**PROBLEM TO SOLVE**
Take every line from the data that has the word "MonnifyError" in it.
^^^^^^^^^^^^^^^^
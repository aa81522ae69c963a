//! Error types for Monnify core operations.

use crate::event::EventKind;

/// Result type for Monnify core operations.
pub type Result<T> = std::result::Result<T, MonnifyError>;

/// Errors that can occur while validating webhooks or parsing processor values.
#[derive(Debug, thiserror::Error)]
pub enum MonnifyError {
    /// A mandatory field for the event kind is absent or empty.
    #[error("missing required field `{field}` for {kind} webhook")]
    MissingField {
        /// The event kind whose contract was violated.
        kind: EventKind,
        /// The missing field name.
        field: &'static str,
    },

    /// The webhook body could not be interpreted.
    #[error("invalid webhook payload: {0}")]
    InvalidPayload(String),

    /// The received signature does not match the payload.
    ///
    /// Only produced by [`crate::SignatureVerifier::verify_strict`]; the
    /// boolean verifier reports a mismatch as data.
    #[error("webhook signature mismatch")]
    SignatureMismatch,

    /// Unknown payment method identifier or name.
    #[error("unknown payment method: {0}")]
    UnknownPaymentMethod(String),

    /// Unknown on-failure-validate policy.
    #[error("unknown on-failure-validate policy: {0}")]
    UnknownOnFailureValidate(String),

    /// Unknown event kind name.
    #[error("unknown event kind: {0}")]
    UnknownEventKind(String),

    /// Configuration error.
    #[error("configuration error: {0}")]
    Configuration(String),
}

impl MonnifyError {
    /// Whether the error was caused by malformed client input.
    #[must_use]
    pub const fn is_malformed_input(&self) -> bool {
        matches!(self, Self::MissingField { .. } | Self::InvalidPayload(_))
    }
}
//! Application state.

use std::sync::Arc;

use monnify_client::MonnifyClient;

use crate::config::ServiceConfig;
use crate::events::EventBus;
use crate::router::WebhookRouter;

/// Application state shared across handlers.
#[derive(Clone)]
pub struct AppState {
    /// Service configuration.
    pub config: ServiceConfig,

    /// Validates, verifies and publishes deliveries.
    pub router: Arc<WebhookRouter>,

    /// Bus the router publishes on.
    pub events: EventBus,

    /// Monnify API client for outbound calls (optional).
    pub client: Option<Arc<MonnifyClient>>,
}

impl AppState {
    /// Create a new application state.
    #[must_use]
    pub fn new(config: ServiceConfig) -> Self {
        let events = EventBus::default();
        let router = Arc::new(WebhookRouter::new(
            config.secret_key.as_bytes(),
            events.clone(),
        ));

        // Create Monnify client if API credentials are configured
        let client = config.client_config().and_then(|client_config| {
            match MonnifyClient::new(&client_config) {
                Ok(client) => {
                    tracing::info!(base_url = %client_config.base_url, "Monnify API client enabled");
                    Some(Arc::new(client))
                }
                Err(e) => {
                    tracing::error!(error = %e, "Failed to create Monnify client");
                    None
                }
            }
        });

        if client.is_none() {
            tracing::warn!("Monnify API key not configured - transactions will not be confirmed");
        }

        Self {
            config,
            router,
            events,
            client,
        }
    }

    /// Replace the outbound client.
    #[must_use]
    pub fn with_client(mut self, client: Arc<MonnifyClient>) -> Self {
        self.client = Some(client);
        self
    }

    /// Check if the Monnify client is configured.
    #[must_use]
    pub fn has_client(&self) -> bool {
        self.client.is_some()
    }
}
^^^^^^^^^^^^^^^^
**WRITTEN ANSWER**
pub type Result<T> = std::result::Result<T, MonnifyError>;
pub enum MonnifyError {
impl MonnifyError {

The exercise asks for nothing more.